The Presidio has a new park, Battery Bluffs. We found and explored it, then turned towards home via Crissy Field and Marina Green. There was a Ukraine protest at the Ferry Building, and games at both the ballpark and the stadium. At Crane Cove we lay on the grass by the water, my with my head on Jeremy’s lap. I read a fantastic fic about the gay pirates, got a little sunburned. This city, you guys, my God, it’s so fucking good.

american savannah

Driving home from a fantastic riding lesson with Carrie (Lenny swinging his back and reaching forward into the bridle), I stopped the car by the side of the road to watch a great blue heron standing on the green hill of the horsepasture.

The heron considered me gravely before returning its attention to a gopher hole at its feet. Faster than thought, it struck and lifted out a soft, blind gopher baby.

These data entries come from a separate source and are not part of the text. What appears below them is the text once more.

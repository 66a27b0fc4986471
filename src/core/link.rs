//! Link classification.

use crate::utils::path::route::{is_external_link, is_relative_link};
use serde::Serialize;

/// How a link occurrence was written in the note.
#[derive(Debug, Clone, Copy, PartialEq, Eq, Serialize)]
#[serde(rename_all = "lowercase")]
pub enum LinkKind {
    /// `[[target#anchor|alias]]`
    Wiki,
    /// `[alias](target)`
    Markdown,
    /// `![[target]]` or `![alt](target)`
    Embed,
    /// A bare `https://...` in text
    RawUrl,
    /// `<inclusion href="..."/>` produced by Stage A for embedded notes
    Inclusion,
}

/// Syntactic classification of a link destination.
#[derive(Debug, Clone, Copy, PartialEq, Eq)]
pub enum LinkTarget<'a> {
    /// External link with URL scheme (https://, mailto:, etc.)
    External(&'a str),
    /// Pure fragment (`#section`). Value is the anchor without `#`.
    Fragment(&'a str),
    /// Vault-root path (`/folder/note.md`).
    Root(&'a str),
    /// Relative to the current note (`./x.md`, `../y.md`).
    Relative(&'a str),
    /// Bare name, resolved against the whole vault (`note`, `folder/note`).
    Bare(&'a str),
}

impl<'a> LinkTarget<'a> {
    /// Parse a link destination into its syntactic kind.
    #[inline]
    pub fn parse(link: &'a str) -> Self {
        if is_external_link(link) {
            Self::External(link)
        } else if let Some(anchor) = link.strip_prefix('#') {
            Self::Fragment(anchor)
        } else if let Some(anchor) = link.strip_prefix("./#") {
            Self::Fragment(anchor)
        } else if link.starts_with('/') {
            Self::Root(link)
        } else if is_relative_link(link) {
            Self::Relative(link)
        } else {
            Self::Bare(link)
        }
    }

    pub const fn is_external(&self) -> bool {
        matches!(self, Self::External(_))
    }
}

#[cfg(test)]
mod tests {
    use super::*;

    #[test]
    fn test_parse_external() {
        assert_eq!(
            LinkTarget::parse("https://example.com"),
            LinkTarget::External("https://example.com")
        );
        assert!(LinkTarget::parse("mailto:a@b.c").is_external());
    }

    #[test]
    fn test_parse_fragment() {
        assert_eq!(LinkTarget::parse("#section"), LinkTarget::Fragment("section"));
        assert_eq!(LinkTarget::parse("./#section"), LinkTarget::Fragment("section"));
        assert_eq!(LinkTarget::parse("#"), LinkTarget::Fragment(""));
    }

    #[test]
    fn test_parse_paths() {
        assert_eq!(
            LinkTarget::parse("/notes/a.md#x"),
            LinkTarget::Root("/notes/a.md#x")
        );
        assert_eq!(
            LinkTarget::parse("../other.md"),
            LinkTarget::Relative("../other.md")
        );
        assert_eq!(LinkTarget::parse("Some Note"), LinkTarget::Bare("Some Note"));
        assert_eq!(
            LinkTarget::parse("Meeting: notes"),
            LinkTarget::Bare("Meeting: notes")
        );
    }
}
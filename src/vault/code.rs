//! Code region excision.
//!
//! Link rewriting, tag extraction and heading parsing must never look inside
//! code. Before each stage the fenced blocks and inline spans are replaced
//! by private-use markers and restored verbatim afterwards.

/// Opens a code marker. Private-use codepoint, never produced by the stages.
const MARK_OPEN: char = '\u{E000}';
/// Closes a code marker.
const MARK_CLOSE: char = '\u{E001}';

/// Code regions removed from a text, in order of appearance.
#[derive(Debug, Clone, Default, PartialEq, Eq)]
pub struct CodeRegions {
    regions: Vec<String>,
}

impl CodeRegions {
    /// Replace fenced blocks and inline code spans with markers.
    pub fn strip(text: &str) -> (String, Self) {
        let mut regions = Self::default();
        let mut out = String::with_capacity(text.len());
        let mut fence: Option<(char, usize)> = None;
        let mut block = String::new();

        for line in text.split_inclusive('\n') {
            if let Some((ch, len)) = fence {
                block.push_str(line);
                if closes_fence(line, ch, len) {
                    out.push_str(&regions.push_block(&mut block));
                    fence = None;
                }
                continue;
            }

            if let Some(open) = opening_fence(line) {
                fence = Some(open);
                block.push_str(line);
                if !line.ends_with('\n') {
                    // Unclosed fence on the last line
                    out.push_str(&regions.push_block(&mut block));
                    fence = None;
                }
                continue;
            }

            regions.strip_inline(line, &mut out);
        }

        // A fence left open runs to the end of the document
        if fence.is_some() {
            out.push_str(&regions.push_block(&mut block));
        }

        (out, regions)
    }

    /// Put the excised regions back.
    ///
    /// Markers with an unknown index are left untouched.
    pub fn restore(&self, text: &str) -> String {
        if !text.contains(MARK_OPEN) {
            return text.to_string();
        }

        let mut out = String::with_capacity(text.len());
        let mut rest = text;
        while let Some(start) = rest.find(MARK_OPEN) {
            out.push_str(&rest[..start]);
            let after = &rest[start + MARK_OPEN.len_utf8()..];
            let region = after.find(MARK_CLOSE).and_then(|end| {
                let index: usize = after[..end].parse().ok()?;
                Some((self.regions.get(index)?, end))
            });
            match region {
                Some((code, end)) => {
                    out.push_str(code);
                    rest = &after[end + MARK_CLOSE.len_utf8()..];
                }
                None => {
                    out.push(MARK_OPEN);
                    rest = after;
                }
            }
        }
        out.push_str(rest);
        out
    }

    pub fn len(&self) -> usize {
        self.regions.len()
    }

    pub fn is_empty(&self) -> bool {
        self.regions.is_empty()
    }

    /// Store a fenced block; the marker keeps the block's trailing newline
    /// outside so it stays on a line of its own.
    fn push_block(&mut self, block: &mut String) -> String {
        let mut code = std::mem::take(block);
        let newline = if code.ends_with('\n') {
            code.pop();
            "\n"
        } else {
            ""
        };
        format!("{}{newline}", self.push(code))
    }

    fn push(&mut self, code: String) -> String {
        let marker = format!("{MARK_OPEN}{}{MARK_CLOSE}", self.regions.len());
        self.regions.push(code);
        marker
    }

    /// Replace backtick spans within one line.
    fn strip_inline(&mut self, line: &str, out: &mut String) {
        let mut rest = line;
        while let Some(start) = rest.find('`') {
            let run = rest[start..].chars().take_while(|&c| c == '`').count();
            let after = &rest[start + run..];
            match find_closing_run(after, run) {
                Some(end) => {
                    out.push_str(&rest[..start]);
                    let code = &rest[start..start + run + end + run];
                    out.push_str(&self.push(code.to_string()));
                    rest = &after[end + run..];
                }
                None => {
                    out.push_str(&rest[..start + run]);
                    rest = after;
                }
            }
        }
        out.push_str(rest);
    }
}

/// Offset of a backtick run of exactly `len` in `text`.
fn find_closing_run(text: &str, len: usize) -> Option<usize> {
    let bytes = text.as_bytes();
    let mut i = 0;
    while i < bytes.len() {
        if bytes[i] == b'`' {
            let run = bytes[i..].iter().take_while(|&&b| b == b'`').count();
            if run == len {
                return Some(i);
            }
            i += run;
        } else {
            i += 1;
        }
    }
    None
}

/// Recognize an opening fence: up to three spaces, then three or more
/// backticks or tildes.
fn opening_fence(line: &str) -> Option<(char, usize)> {
    let trimmed = line.trim_start_matches(' ');
    if line.len() - trimmed.len() > 3 {
        return None;
    }
    let ch = trimmed.chars().next().filter(|c| matches!(c, '`' | '~'))?;
    let len = trimmed.chars().take_while(|&c| c == ch).count();
    // Backtick fences may not carry backticks in their info string
    if len < 3 || (ch == '`' && trimmed[len..].contains('`')) {
        return None;
    }
    Some((ch, len))
}

fn closes_fence(line: &str, ch: char, len: usize) -> bool {
    let trimmed = line.trim_start_matches(' ');
    if line.len() - trimmed.len() > 3 {
        return false;
    }
    let run = trimmed.chars().take_while(|&c| c == ch).count();
    run >= len && trimmed[run..].trim().is_empty()
}
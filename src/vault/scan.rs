//! Vault scanning.

use std::path::{Path, PathBuf};

use anyhow::{Result, bail};
use jwalk::WalkDir;

use super::{DocKind, Document, Source, VaultIndex};
use crate::config::SiteConfig;
use crate::debug;
use crate::utils::path::to_vault_key;

/// Collect every file below `dir`, sorted so registration order is stable.
pub fn collect_vault_files(dir: &Path) -> Vec<PathBuf> {
    WalkDir::new(dir)
        .sort(true)
        .skip_hidden(false)
        .into_iter()
        .filter_map(Result::ok)
        .filter(|e| e.file_type().is_file())
        .map(|e| e.path())
        .collect()
}

/// Build the namespace index from the vault directory.
///
/// Files matching `vault.default_extension` become notes, everything else
/// media. Excluded prefixes and the output directory are skipped.
pub fn scan_vault(config: &SiteConfig) -> Result<VaultIndex> {
    let root = config.vault_dir();
    if !root.is_dir() {
        bail!("vault directory `{}` does not exist", root.display());
    }

    let mut index = VaultIndex::new(config.vault.case_insensitive);
    for path in collect_vault_files(root) {
        if path.starts_with(&config.build.output) {
            continue;
        }
        let Some(key) = path.strip_prefix(root).ok().and_then(to_vault_key) else {
            continue;
        };
        if config.vault.is_excluded(&key) {
            continue;
        }

        let kind = if is_note_path(&key, &config.vault.default_extension) {
            DocKind::Note
        } else {
            DocKind::Media
        };
        index.register(Document::new(key, Source::File(path), kind));
    }

    debug!("scan"; "{} files in {}", index.len(), root.display());
    Ok(index)
}

/// Check the extension case-insensitively.
pub fn is_note_path(path: &str, extension: &str) -> bool {
    path.rsplit_once('.')
        .is_some_and(|(stem, ext)| !stem.ends_with('/') && ext.eq_ignore_ascii_case(extension))
}
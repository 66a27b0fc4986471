//! Site building orchestration.
//!
//! Build pipeline phases:
//! - **Init** - entrypoint check, output cleaning, vault scan
//! - **Stage A** - crawl notes into `output/md`
//! - **Stage B** - crawl intermediate notes into `output/html` pages
//! - **Graph** - crosslinks and slug lookup on the network tree
//! - **Deferred** - second pass over every emitted page
//! - **Finalize** - graph export, tag index, summary

use std::fs;
use std::path::Path;

use anyhow::{Context, Result};

use crate::config::SiteConfig;
use crate::context::{BuildContext, GRAPH_FILE, TAGS_PAGE};
use crate::core::BuildError;
use crate::crawl::{CrawlStats, crawl, sweep};
use crate::deferred::{self, DeferredStats};
use crate::logger::ProgressLine;
use crate::transform::{NoteStage, PageStage, tag_index_page};
use crate::utils::path::to_vault_key;
use crate::utils::plural_count;
use crate::vault::{DocId, scan_vault};
use crate::{debug, log};

/// What a build produced.
#[derive(Debug)]
pub struct BuildReport {
    pub notes: CrawlStats,
    pub pages: CrawlStats,
    pub deferred: DeferredStats,
    pub warnings: Vec<String>,
    /// Notes no crawl reached.
    pub unreached: usize,
}

/// Build the site from the vault.
///
/// Pipeline: init -> stage A -> stage B -> graph -> deferred -> finalize
pub fn build_vault(config: &SiteConfig, quiet: bool) -> Result<BuildReport> {
    let mut ctx = init_build(config)?;
    let roots = collect_roots(&mut ctx)?;

    let progress = create_progress(&ctx, quiet);
    let notes = run_note_stage(&mut ctx, &roots, progress.as_ref())?;
    let pages = run_page_stage(&mut ctx, &roots, progress.as_ref())?;
    debug!("resolve"; "{} answered from memo", plural_count(ctx.resolver.memo_hits(), "link"));

    ctx.network.compile_lookup(config.build.slug.path);
    ctx.network.compute_crosslinks();

    let deferred = deferred::run(&mut ctx, progress.as_ref())?;
    if let Some(p) = progress {
        p.finish();
    }

    write_site_files(&ctx)?;
    let unreached = report_unreached(&mut ctx);

    let report = BuildReport {
        notes,
        pages,
        deferred,
        warnings: ctx.warnings,
        unreached,
    };
    if !quiet {
        log_summary(&report);
    }
    Ok(report)
}

// =============================================================================
// Init
// =============================================================================

/// Check the entrypoint, prepare the output and index the vault.
///
/// Nothing is written before the entrypoint is known to exist.
fn init_build(config: &SiteConfig) -> Result<BuildContext> {
    let vault = config.vault_dir();
    if !vault.join(&config.vault.entrypoint).is_file() {
        return Err(BuildError::EntrypointMissing(
            config.vault.entrypoint.clone(),
            vault.to_path_buf(),
        )
        .into());
    }

    let output = &config.build.output;
    if config.build.clean && output.exists() {
        fs::remove_dir_all(output)
            .with_context(|| format!("failed to clean {}", output.display()))?;
        debug!("build"; "cleaned {}", output.display());
    }
    for dir in [config.md_dir(), config.html_dir()] {
        fs::create_dir_all(&dir).with_context(|| format!("failed to create {}", dir.display()))?;
    }

    let index = scan_vault(config)?;
    let mut ctx = BuildContext::new(config.clone(), index);
    ctx.inject_not_found();
    Ok(ctx)
}

/// Entrypoint, extra entrypoints and the not-found page, in that order.
fn collect_roots(ctx: &mut BuildContext) -> Result<Vec<DocId>> {
    let entrypoint = ctx.config.vault.entrypoint.clone();
    let entry = lookup_entry(ctx, &entrypoint).ok_or_else(|| {
        BuildError::EntrypointMissing(entrypoint.clone(), ctx.config.vault_dir().to_path_buf())
    })?;
    ctx.set_entry(entry);

    let mut roots = vec![entry];
    for extra in ctx.config.vault.extra_entrypoints.clone() {
        match lookup_entry(ctx, &extra) {
            Some(id) => roots.push(id),
            None => ctx.warn(format!("extra entrypoint `{extra}` is not a note in the vault")),
        }
    }
    roots.extend(ctx.not_found());
    Ok(roots)
}

fn lookup_entry(ctx: &BuildContext, path: &str) -> Option<DocId> {
    let key = to_vault_key(Path::new(path))?;
    ctx.index
        .lookup(&key)
        .filter(|&id| ctx.index.get(id).is_note())
}

/// Create progress display if not quiet
fn create_progress(ctx: &BuildContext, quiet: bool) -> Option<ProgressLine> {
    if quiet {
        return None;
    }
    let notes = ctx.index.note_count();
    Some(ProgressLine::new(&[
        ("notes", notes),
        ("pages", notes),
        ("deferred", notes),
    ]))
}

// =============================================================================
// Stages
// =============================================================================

fn run_note_stage(
    ctx: &mut BuildContext,
    roots: &[DocId],
    progress: Option<&ProgressLine>,
) -> Result<CrawlStats> {
    let mut stats = crawl::<NoteStage>(ctx, roots, progress)?;
    if ctx.config.vault.process_all {
        stats += sweep::<NoteStage>(ctx, progress)?;
    }
    Ok(stats)
}

/// Stage B from the same roots, then a sweep so every intermediate note
/// gets a page: Stage A links may point at notes Stage B reaches only
/// through a path longer than `vault.max_depth`.
fn run_page_stage(
    ctx: &mut BuildContext,
    roots: &[DocId],
    progress: Option<&ProgressLine>,
) -> Result<CrawlStats> {
    let mut stats = crawl::<PageStage>(ctx, roots, progress)?;
    stats += sweep::<PageStage>(ctx, progress)?;
    Ok(stats)
}

// =============================================================================
// Finalize
// =============================================================================

/// `graph.json` and the tag index, as configured.
fn write_site_files(ctx: &BuildContext) -> Result<()> {
    let html_dir = ctx.config.html_dir();

    if ctx.config.build.graph {
        let json = serde_json::to_string_pretty(&ctx.network.export())
            .map_err(|e| BuildError::Serialize("graph", e))?;
        let path = html_dir.join(GRAPH_FILE);
        fs::write(&path, json).with_context(|| format!("failed to write {}", path.display()))?;
    }

    if ctx.config.build.tag_index {
        let html = tag_index_page(&ctx.config.site.title, &ctx.network);
        let path = html_dir.join(TAGS_PAGE);
        if let Some(parent) = path.parent() {
            fs::create_dir_all(parent)
                .with_context(|| format!("failed to create {}", parent.display()))?;
        }
        fs::write(&path, html).with_context(|| format!("failed to write {}", path.display()))?;
    }

    Ok(())
}

/// Warn about notes no crawl reached. Returns their count.
fn report_unreached(ctx: &mut BuildContext) -> usize {
    let unreached: Vec<String> = ctx
        .index
        .documents()
        .filter(|doc| doc.is_note() && !doc.processed_page)
        .map(|doc| doc.rel_path.clone())
        .collect();

    for path in &unreached {
        debug!("build"; "not reached: {path}");
    }
    if !unreached.is_empty() {
        ctx.warn(format!(
            "{} not reachable from any entrypoint (use --process-all)",
            plural_count(unreached.len(), "note")
        ));
    }
    unreached.len()
}

fn log_summary(report: &BuildReport) {
    log!(
        "build";
        "{}, {}, {}",
        plural_count(report.notes.processed, "note"),
        plural_count(report.pages.processed, "page"),
        plural_count(report.warnings.len(), "warning")
    );
    if report.notes.cut > 0 {
        log!("crawl"; "{} not followed past max depth", plural_count(report.notes.cut, "link"));
    }
}

#[cfg(test)]
mod tests;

To my surprise the heron dropped the baby at once. It fluffed out the creamy feathers on its S of a neck, opened its beak, reared back its head and raised its crest, all dinosaur threat. Before I had a second to marvel, a bright shadow flew in the heron’s face. The heron spread its wings and climbed into the air like a pterodactyl.

A golden eagle landed on the gopher, mantled over it to glare at me, then flew away with the prey in its talons.

vignette

A twenty-minute meeting cancelled at the last moment. I snuck outside into the garden; a guilty pleasure of working from home. We’re having a heat wave and the air is flower-fragrant and full of bees, like it is in the south of France.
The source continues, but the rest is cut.